Location: Crested Butte Area
Date of Observation: 11/24/2016
Name: billy barr
Subject: Gothic Obs
Aspect:
Elevation:
Snowpack: Turning cloudy after dark with strong wind and light snow starting around 9:30 p.m. and going all night, though seemingly letting up near sunrise. Only 2″ new snow and 0.13″ water but a lot of snow transport with the wind so drifting. Snow pack at 6″ deep, tied for the deepest so far this winter. Currently overcast with light to moderate west wind and very light snow. billy

Irwin Obs

CB Avalanche Center2016-17 Observations

Location: Kebler Pass Area
Date of Observation: 11/22/2016
Name: Billy Rankin
Subject: Irwin Obs
Aspect:
Elevation:
Snowpack: Tuesday, November 22, 14:30: Skies Overcast, 25F, light variable winds, and Snowing lightly, S -1

HST: 11” w/ 1.3” swe (12%) HS:13”. 3” yesterday w/.35”swe & 8” overnight with .95” swe. Super dense and wet, good base building snow.

No visibility for avalanche obs.

Mountain Weather 11/24/16

CB Avalanche CenterWeather

Date: 11/24/2016

Those Turkeys are getting smart as they head for their best hiding places. Calling on Ullr to cover their tracks with a fresh blanket of new snow. A fast moving weather system has brought overnight snow and gusty winds. We’ll see a drying trend and decreasing winds throughout the day, as a ridge of high pressure builds into the area. On Saturday we’ll be seeing increasing clouds ahead of the next weather system approaching from the southwest. This southwest flow will bring a return to winter weather and have us measuring new snow again by Sunday morning. Unsettled weather continues into the start of next week.

Mountain Weather 11/22/16

CB Avalanche CenterWeather

Date: 11/22/2016

A deepening trough crossed Colorado Monday night and is now closing off over the Kansas border early Tuesday morning. This relatively warm and moist system brought the Elk Mountains 3-8″ overnight. Moisture wrapping from the northwest on the tail of this system will fuel a few more inches of snow this morning in the favored Paradised and Kebler areas, under moderate alpine winds. Snowfall winds down through the day as a weak and transient ridge approaches from the West. Wednesday will be a beautiful day in the mountains, with light winds, only a few high clouds, and temperatures warming into the 30’s. A shortwave passing to our north will bring a fresh shot of snow on Thanksgiving Day, but not much deeper than your pile of mashed potatoes.

Yule Pass Avalanche

CB Avalanche Center2016-17 Observations

Location: Paradise Divide Area
Date of Observation: 11/20/2016
Name: Dustin Eldridge
Subject: Yule Pass Avalanche
Aspect: North, North East
Elevation: 11,500-12,500

Avalanches: Touring out Yule Pass I stepped below the trail on a test slope and saw a shooting crack run out from my ski tip. The slide propagated around 25-30 meters, from a due north slope to a more NE facing slope. The slope angle in the starting zone was not that steep, maybe even sub 35 degrees. I apologize for not getting a measurement of this. Crown was around a meter deep, and was not as shear on the more East facing part. Likely encountered a crust lower down the slowed the propagation that was not present on the North facing part. HS-AS-R2-D2-O.
Weather: Breezy and relatively warm, warming throughout day. Winds also picked up out of NW later in the day and we witnessed snow transport down valley.
Snowpack: Variable. Some areas blown clean by the wind in the last storm with some areas containing around a meter of snow. Hard wind slabs on top of crust/facet combos on more Easterly aspects and more faceted snow in the base of the pack on more Northerly aspects. Heard a lot of whumpfs throughout the day.

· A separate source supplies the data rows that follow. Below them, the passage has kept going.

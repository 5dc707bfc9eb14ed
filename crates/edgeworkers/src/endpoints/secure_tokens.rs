//! Secure trace tokens
//!
//! A secure token authorizes enhanced debug headers for a hostname; the
//! API has a single create operation.

use crate::client::Client;
use crate::endpoints::activations::ActivationNetwork;
use crate::error::{Error, Result};
use crate::validation::ValidationErrors;
use reqwest::{Method, StatusCode};
use serde::{Deserialize, Serialize};
use tracing::debug;

const OP_CREATE_SECURE_TOKEN: &str = "creating secure token";

/// Longest allowed token lifetime, in minutes.
const MAX_EXPIRY_MINUTES: i64 = 720;

/// Parameters for creating a secure token. Doubles as the request body.
#[derive(Debug, Clone, Default, PartialEq, Eq, Serialize, Deserialize)]
#[serde(rename_all = "camelCase")]
pub struct CreateSecureTokenRequest {
    /// Path prefix the token is valid for; mutually exclusive with `url`
    #[serde(skip_serializing_if = "Option::is_none")]
    pub acl: Option<String>,
    /// Token lifetime in minutes, up to 720; zero takes the server default
    #[serde(skip_serializing_if = "is_zero")]
    pub expiry: i64,
    /// Hostname the token is issued for
    #[serde(skip_serializing_if = "String::is_empty")]
    pub hostname: String,
    /// Network to issue the token on
    #[serde(skip_serializing_if = "Option::is_none")]
    pub network: Option<ActivationNetwork>,
    /// Property the hostname belongs to
    #[serde(skip_serializing_if = "Option::is_none")]
    pub property_id: Option<String>,
    /// Exact URL the token is valid for; mutually exclusive with `acl`
    #[serde(skip_serializing_if = "Option::is_none")]
    pub url: Option<String>,
}

#[allow(clippy::trivially_copy_pass_by_ref)]
fn is_zero(value: &i64) -> bool {
    *value == 0
}

/// Response of the secure token creation.
#[derive(Debug, Clone, Default, PartialEq, Eq, Serialize, Deserialize)]
#[serde(rename_all = "camelCase")]
pub struct CreateSecureTokenResponse {
    /// Value for the `akamai-ew-trace` debug header
    #[serde(rename = "akamaiEwTrace")]
    pub akamai_ew_trace: String,
}

impl CreateSecureTokenRequest {
    /// Validate the request.
    pub fn validate(&self) -> std::result::Result<(), ValidationErrors> {
        let mut errors = ValidationErrors::new();
        errors.require_str("hostname", &self.hostname);
        if self.acl.is_some() && self.url.is_some() {
            errors.add("acl", "cannot be used together with url");
        }
        if self.expiry < 0 || self.expiry > MAX_EXPIRY_MINUTES {
            errors.add(
                "expiry",
                format!("must be between 1 and {MAX_EXPIRY_MINUTES} minutes"),
            );
        }
        if let Some(network) = &self.network {
            network.validate("network", &mut errors);
        }
        errors.finish()
    }
}

/// Secure tokens API.
#[derive(Clone)]
pub struct SecureTokensApi {
    client: Client,
}

impl SecureTokensApi {
    pub(crate) fn new(client: Client) -> Self {
        Self { client }
    }

    /// Create a secure trace token.
    ///
    /// POST `/edgeworkers/v1/secure-token`, expects 201.
    pub async fn create(
        &self,
        params: CreateSecureTokenRequest,
    ) -> Result<CreateSecureTokenResponse> {
        debug!("create secure token");
        params
            .validate()
            .map_err(|errors| Error::validation(OP_CREATE_SECURE_TOKEN, errors))?;

        self.client
            .send_json(
                OP_CREATE_SECURE_TOKEN,
                Method::POST,
                "/edgeworkers/v1/secure-token",
                &params,
                StatusCode::CREATED,
            )
            .await
    }
}

#[cfg(test)]
mod tests {
    use super::*;

    #[test]
    fn test_empty_request_invalid() {
        let errors = CreateSecureTokenRequest::default().validate().unwrap_err();
        assert_eq!(errors.field("hostname"), Some("cannot be blank"));
    }

    #[test]
    fn test_acl_and_url_mutually_exclusive() {
        let request = CreateSecureTokenRequest {
            acl: Some("/*".to_string()),
            expiry: 15,
            hostname: "test.devexp.akamai.com".to_string(),
            url: Some("/".to_string()),
            ..CreateSecureTokenRequest::default()
        };
        let errors = request.validate().unwrap_err();
        assert_eq!(errors.field("acl"), Some("cannot be used together with url"));
    }

    #[test]
    fn test_expiry_range() {
        let request = CreateSecureTokenRequest {
            acl: Some("/*".to_string()),
            expiry: 1440,
            hostname: "test.devexp.akamai.com".to_string(),
            ..CreateSecureTokenRequest::default()
        };
        let errors = request.validate().unwrap_err();
        assert_eq!(
            errors.field("expiry"),
            Some("must be between 1 and 720 minutes")
        );
    }

    #[test]
    fn test_body_omits_unset_fields() {
        let request = CreateSecureTokenRequest {
            hostname: "test.devexp.akamai.com".to_string(),
            property_id: Some("200153206".to_string()),
            ..CreateSecureTokenRequest::default()
        };
        assert_eq!(
            serde_json::to_string(&request).unwrap(),
            r#"{"hostname":"test.devexp.akamai.com","propertyId":"200153206"}"#
        );
    }
}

Yule Pass Avalanche. Click to enlarge

Yule Pass Avalanche. Click to enlarge

Shooting cracks

CB Avalanche Center2016-17 Observations

Location: Kebler Pass Area
Date of Observation: 11/18/2016
Name: Cam
Subject:
Aspect: North East
Elevation: 11,500 ft

Avalanches: N/A
Weather: Clear & calm.
Snowpack: A few inches from the 11/17 storm fell on the ground at lower elevations and areas with more sun exposure. Higher, shaded slopes seemed to have snow from previous storms underneath. Surface hoar forming on the new storm snow at night. Shooting cracks noted under the skier breaking trail on a NE aspect around 11,500 ft.